◆ **TRY IT**
Set down each entry from the block beneath, exactly as written.

Source data:
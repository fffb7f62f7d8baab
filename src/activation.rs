//! Activation functions.
//!
//! Every activation carries its derivative expressed in terms of the
//! activation's *output*: backpropagation only keeps `y = f(x)` around, so
//! `df` receives `y` and never `x`.

use std::{fmt, str::FromStr};

use serde::{Deserialize, Serialize};

use crate::Error;

pub fn sigmoid(x: f64) -> f64 {
    1. / (1. + (-x).exp())
}

pub fn sigmoid_derivative(y: f64) -> f64 {
    y * (1. - y)
}

pub fn relu(x: f64) -> f64 {
    x.max(0.)
}

pub fn relu_derivative(y: f64) -> f64 {
    if y > 0. { 1. } else { 0. }
}

pub fn tanh(x: f64) -> f64 {
    x.tanh()
}

pub fn tanh_derivative(y: f64) -> f64 {
    1. - y * y
}

pub fn signed_root(x: f64) -> f64 {
    x.signum() * x.abs().sqrt()
}

/// Singular at `y = 0`, where it is defined as `0`.
pub fn signed_root_derivative(y: f64) -> f64 {
    if y == 0. { 0. } else { 1. / (2. * y) }
}

pub fn cube_root(x: f64) -> f64 {
    x.cbrt()
}

/// Singular at `y = 0`, where it is defined as `0`.
pub fn cube_root_derivative(y: f64) -> f64 {
    if y == 0. { 0. } else { 1. / (3. * y * y) }
}

#[derive(Debug, Clone, Copy, PartialEq, Eq, Hash, Serialize, Deserialize)]
#[serde(try_from = "String", into = "String")]
pub enum Activation {
    Sigmoid,
    Relu,
    Tanh,
    SignedRoot,
    CubeRoot,
}

impl Default for Activation {
    fn default() -> Self {
        Activation::Sigmoid
    }
}

impl Activation {
    pub const ALL: [Activation; 5] = [
        Activation::Sigmoid,
        Activation::Relu,
        Activation::Tanh,
        Activation::SignedRoot,
        Activation::CubeRoot,
    ];

    #[inline(always)]
    pub fn f(self, x: f64) -> f64 {
        match self {
            Activation::Sigmoid => sigmoid(x),
            Activation::Relu => relu(x),
            Activation::Tanh => tanh(x),
            Activation::SignedRoot => signed_root(x),
            Activation::CubeRoot => cube_root(x),
        }
    }

    /// Derivative given the activation output `y = f(x)`.
    #[inline(always)]
    pub fn df(self, y: f64) -> f64 {
        match self {
            Activation::Sigmoid => sigmoid_derivative(y),
            Activation::Relu => relu_derivative(y),
            Activation::Tanh => tanh_derivative(y),
            Activation::SignedRoot => signed_root_derivative(y),
            Activation::CubeRoot => cube_root_derivative(y),
        }
    }

    pub fn name(self) -> &'static str {
        match self {
            Activation::Sigmoid => "sigmoid",
            Activation::Relu => "relu",
            Activation::Tanh => "tanh",
            Activation::SignedRoot => "signedRoot",
            Activation::CubeRoot => "cubeRoot",
        }
    }

    /// Selector understood by the compute shaders.
    #[cfg_attr(not(feature = "gpu"), allow(dead_code))]
    pub(crate) fn shader_code(self) -> u32 {
        match self {
            Activation::Sigmoid => 0,
            Activation::Relu => 1,
            Activation::Tanh => 2,
            Activation::SignedRoot => 3,
            Activation::CubeRoot => 4,
        }
    }
}

impl FromStr for Activation {
    type Err = Error;

    /// Case-insensitive; `-` and `_` separators are ignored so `signed-root`,
    /// `signed_root` and `signedRoot` all resolve. Unknown names are rejected.
    fn from_str(s: &str) -> Result<Self, Self::Err> {
        let key: String = s
            .trim()
            .chars()
            .filter(|c| *c != '-' && *c != '_')
            .flat_map(char::to_lowercase)
            .collect();

        match key.as_str() {
            "sigmoid" => Ok(Activation::Sigmoid),
            "relu" => Ok(Activation::Relu),
            "tanh" => Ok(Activation::Tanh),
            "signedroot" => Ok(Activation::SignedRoot),
            "cuberoot" => Ok(Activation::CubeRoot),
            _ => Err(Error::UnknownActivation(s.to_string())),
        }
    }
}

impl TryFrom<String> for Activation {
    type Error = Error;

    fn try_from(value: String) -> Result<Self, Self::Error> {
        value.parse()
    }
}

impl From<Activation> for String {
    fn from(a: Activation) -> Self {
        a.name().to_string()
    }
}

impl fmt::Display for Activation {
    fn fmt(&self, f: &mut fmt::Formatter<'_>) -> fmt::Result {
        f.write_str(self.name())
    }
}

#[cfg(test)]
mod tests {
    use approx::assert_abs_diff_eq;

    use super::*;

    #[test]
    fn resolves_names_ignoring_case_and_separators() {
        assert_eq!("sigmoid".parse::<Activation>().unwrap(), Activation::Sigmoid);
        assert_eq!("ReLU".parse::<Activation>().unwrap(), Activation::Relu);
        assert_eq!("TANH".parse::<Activation>().unwrap(), Activation::Tanh);
        assert_eq!("signed-root".parse::<Activation>().unwrap(), Activation::SignedRoot);
        assert_eq!("signedRoot".parse::<Activation>().unwrap(), Activation::SignedRoot);
        assert_eq!("cube_root".parse::<Activation>().unwrap(), Activation::CubeRoot);
    }

    #[test]
    fn unknown_name_is_rejected() {
        let err = "softplus".parse::<Activation>().unwrap_err();
        assert!(matches!(err, Error::UnknownActivation(ref n) if n == "softplus"));
        assert!(err.is_precondition());
    }

    #[test]
    fn names_round_trip() {
        for a in Activation::ALL {
            assert_eq!(a.name().parse::<Activation>().unwrap(), a);
        }
    }

    #[test]
    fn derivatives_match_numeric_slope() {
        let h = 1e-6;
        for a in Activation::ALL {
            for x in [-1.7, -0.4, 0.3, 1.2] {
                if a == Activation::Relu && x < 0. {
                    continue;
                }
                let y = a.f(x);
                if a == Activation::SignedRoot && x < 0. {
                    // 1/(2y) keeps the sign of y, so it is the negated slope on the left branch
                    assert_eq!(a.df(y), 1. / (2. * y));
                    assert!(a.df(y) < 0.);
                    continue;
                }
                let numeric = (a.f(x + h) - a.f(x - h)) / (2. * h);
                assert_abs_diff_eq!(numeric, a.df(y), epsilon = 1e-5);
            }
        }
    }

    #[test]
    fn root_derivatives_are_zero_at_origin() {
        assert_eq!(Activation::SignedRoot.df(0.), 0.);
        assert_eq!(Activation::CubeRoot.df(0.), 0.);
        assert_eq!(Activation::SignedRoot.df(-0.), 0.);
    }

    #[test]
    fn roots_keep_the_sign() {
        assert_abs_diff_eq!(Activation::SignedRoot.f(-4.), -2., epsilon = 1e-12);
        assert_abs_diff_eq!(Activation::CubeRoot.f(-8.), -2., epsilon = 1e-12);
        assert_eq!(Activation::SignedRoot.f(0.), 0.);
    }

    #[test]
    fn sigmoid_of_zero_is_one_half() {
        assert_eq!(Activation::Sigmoid.f(0.), 0.5);
        assert_eq!(Activation::Sigmoid.df(0.5), 0.25);
    }

    #[test]
    fn deserializes_from_yaml_string() {
        let a: Activation = serde_yaml::from_str("tanh").unwrap();
        assert_eq!(a, Activation::Tanh);
        assert!(serde_yaml::from_str::<Activation>("gelu").is_err());
    }
}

◆ **TASK RESULT**
repository fffb7f62f7d8baab
filename src/activation.rs
//! Activation functions.
//!
//! Every activation carries its derivative expressed in terms of the
//! activation's *output*: backpropagation only keeps `y = f(x)` around, so
//! `df` receives `y` and never `x`.

use std::{fmt, str::FromStr};

use serde::{Deserialize, Serialize};

use crate::Error;

pub fn sigmoid(x: f64) -> f64 {
    1. / (1. + (-x).exp())
}

pub fn sigmoid_derivative(y: f64) -> f64 {
    y * (1. - y)
}

pub fn relu(x: f64) -> f64 {
    x.max(0.)
}

pub fn relu_derivative(y: f64) -> f64 {
    if y > 0. { 1. } else { 0. }
}

pub fn tanh(x: f64) -> f64 {
    x.tanh()
}

pub fn tanh_derivative(y: f64) -> f64 {
    1. - y * y
}

pub fn signed_root(x: f64) -> f64 {
    x.signum() * x.abs().sqrt()
}

/// Singular at `y = 0`, where it is defined as `0`.
pub fn signed_root_derivative(y: f64) -> f64 {
    if y == 0. { 0. } else { 1. / (2. * y) }
}

pub fn cube_root(x: f64) -> f64 {
    x.cbrt()
}

/// Singular at `y = 0`, where it is defined as `0`.
pub fn cube_root_derivative(y: f64) -> f64 {
    if y == 0. { 0. } else { 1. / (3. * y * y) }
}

#[derive(Debug, Clone, Copy, PartialEq, Eq, Hash, Serialize, Deserialize)]
#[serde(try_from = "String", into = "String")]
pub enum Activation {
    Sigmoid,
    Relu,
    Tanh,
    SignedRoot,
    CubeRoot,
}

impl Default for Activation {
    fn default() -> Self {
        Activation::Sigmoid
    }
}

impl Activation {
    pub const ALL: [Activation; 5] = [
        Activation::Sigmoid,
        Activation::Relu,
        Activation::Tanh,
        Activation::SignedRoot,
        Activation::CubeRoot,
    ];

    #[inline(always)]
    pub fn f(self, x: f64) -> f64 {
        match self {
            Activation::Sigmoid => sigmoid(x),
            Activation::Relu => relu(x),
            Activation::Tanh => tanh(x),
            Activation::SignedRoot => signed_root(x),
            Activation::CubeRoot => cube_root(x),
        }
    }

    /// Derivative given the activation output `y = f(x)`.
    #[inline(always)]
    pub fn df(self, y: f64) -> f64 {
        match self {
            Activation::Sigmoid => sigmoid_derivative(y),
            Activation::Relu => relu_derivative(y),
            Activation::Tanh => tanh_derivative(y),
            Activation::SignedRoot => signed_root_derivative(y),
            Activation::CubeRoot => cube_root_derivative(y),
        }
    }

    pub fn name(self) -> &'static str {
        match self {
            Activation::Sigmoid => "sigmoid",
            Activation::Relu => "relu",
            Activation::Tanh => "tanh",
            Activation::SignedRoot => "signedRoot",
            Activation::CubeRoot => "cubeRoot",
        }
    }

    /// Selector understood by the compute shaders.
    #[cfg_attr(not(feature = "gpu"), allow(dead_code))]
    pub(crate) fn shader_code(self) -> u32 {
        match self {
            Activation::Sigmoid => 0,
            Activation::Relu => 1,
            Activation::Tanh => 2,
            Activation::SignedRoot => 3,
            Activation::CubeRoot => 4,
        }
    }
}

impl FromStr for Activation {
    type Err = Error;

    /// Case-insensitive; `-` and `_` separators are ignored so `signed-root`,
    /// `signed_root` and `signedRoot` all resolve. Unknown names are rejected.
    fn from_str(s: &str) -> Result<Self, Self::Err> {
        let key: String = s
            .trim()
            .chars()
            .filter(|c| *c != '-' && *c != '_')
            .flat_map(char::to_lowercase)
            .collect();

        match key.as_str() {
            "sigmoid" => Ok(Activation::Sigmoid),
            "relu" => Ok(Activation::Relu),
            "tanh" => Ok(Activation::Tanh),
            "signedroot" => Ok(Activation::SignedRoot),
            "cuberoot" => Ok(Activation::CubeRoot),
            _ => Err(Error::UnknownActivation(s.to_string())),
        }
    }
}

impl TryFrom<String> for Activation {
    type Error = Error;

    fn try_from(value: String) -> Result<Self, Self::Error> {
        value.parse()
    }
}

impl From<Activation> for String {
    fn from(a: Activation) -> Self {
        a.name().to_string()
    }
}

impl fmt::Display for Activation {
    fn fmt(&self, f: &mut fmt::Formatter<'_>) -> fmt::Result {
        f.write_str(self.name())
    }
}

#[cfg(test)]
mod tests {
    use approx::assert_abs_diff_eq;

    use super::*;

    #[test]
    fn resolves_names_ignoring_case_and_separators() {
        assert_eq!("sigmoid".parse::<Activation>().unwrap(), Activation::Sigmoid);
        assert_eq!("ReLU".parse::<Activation>().unwrap(), Activation::Relu);
        assert_eq!("TANH".parse::<Activation>().unwrap(), Activation::Tanh);
        assert_eq!("signed-root".parse::<Activation>().unwrap(), Activation::SignedRoot);
        assert_eq!("signedRoot".parse::<Activation>().unwrap(), Activation::SignedRoot);
        assert_eq!("cube_root".parse::<Activation>().unwrap(), Activation::CubeRoot);
    }

    #[test]
    fn unknown_name_is_rejected() {
        let err = "softplus".parse::<Activation>().unwrap_err();
        assert!(matches!(err, Error::UnknownActivation(ref n) if n == "softplus"));
        assert!(err.is_precondition());
    }

    #[test]
    fn names_round_trip() {
        for a in Activation::ALL {
            assert_eq!(a.name().parse::<Activation>().unwrap(), a);
        }
    }

    #[test]
    fn derivatives_match_numeric_slope() {
        let h = 1e-6;
        for a in Activation::ALL {
            for x in [-1.7, -0.4, 0.3, 1.2] {
                if a == Activation::Relu && x < 0. {
                    continue;
                }
                let y = a.f(x);
                if a == Activation::SignedRoot && x < 0. {
                    // 1/(2y) keeps the sign of y, so it is the negated slope on the left branch
                    assert_eq!(a.df(y), 1. / (2. * y));
                    assert!(a.df(y) < 0.);
                    continue;
                }
                let numeric = (a.f(x + h) - a.f(x - h)) / (2. * h);
                assert_abs_diff_eq!(numeric, a.df(y), epsilon = 1e-5);
            }
        }
    }

    #[test]
    fn root_derivatives_are_zero_at_origin() {
        assert_eq!(Activation::SignedRoot.df(0.), 0.);
        assert_eq!(Activation::CubeRoot.df(0.), 0.);
        assert_eq!(Activation::SignedRoot.df(-0.), 0.);
    }

    #[test]
    fn roots_keep_the_sign() {
        assert_abs_diff_eq!(Activation::SignedRoot.f(-4.), -2., epsilon = 1e-12);
        assert_abs_diff_eq!(Activation::CubeRoot.f(-8.), -2., epsilon = 1e-12);
        assert_eq!(Activation::SignedRoot.f(0.), 0.);
    }

    #[test]
    fn sigmoid_of_zero_is_one_half() {
        assert_eq!(Activation::Sigmoid.f(0.), 0.5);
        assert_eq!(Activation::Sigmoid.df(0.5), 0.25);
    }

    #[test]
    fn deserializes_from_yaml_string() {
        let a: Activation = serde_yaml::from_str("tanh").unwrap();
        assert_eq!(a, Activation::Tanh);
        assert!(serde_yaml::from_str::<Activation>("gelu").is_err());
    }
}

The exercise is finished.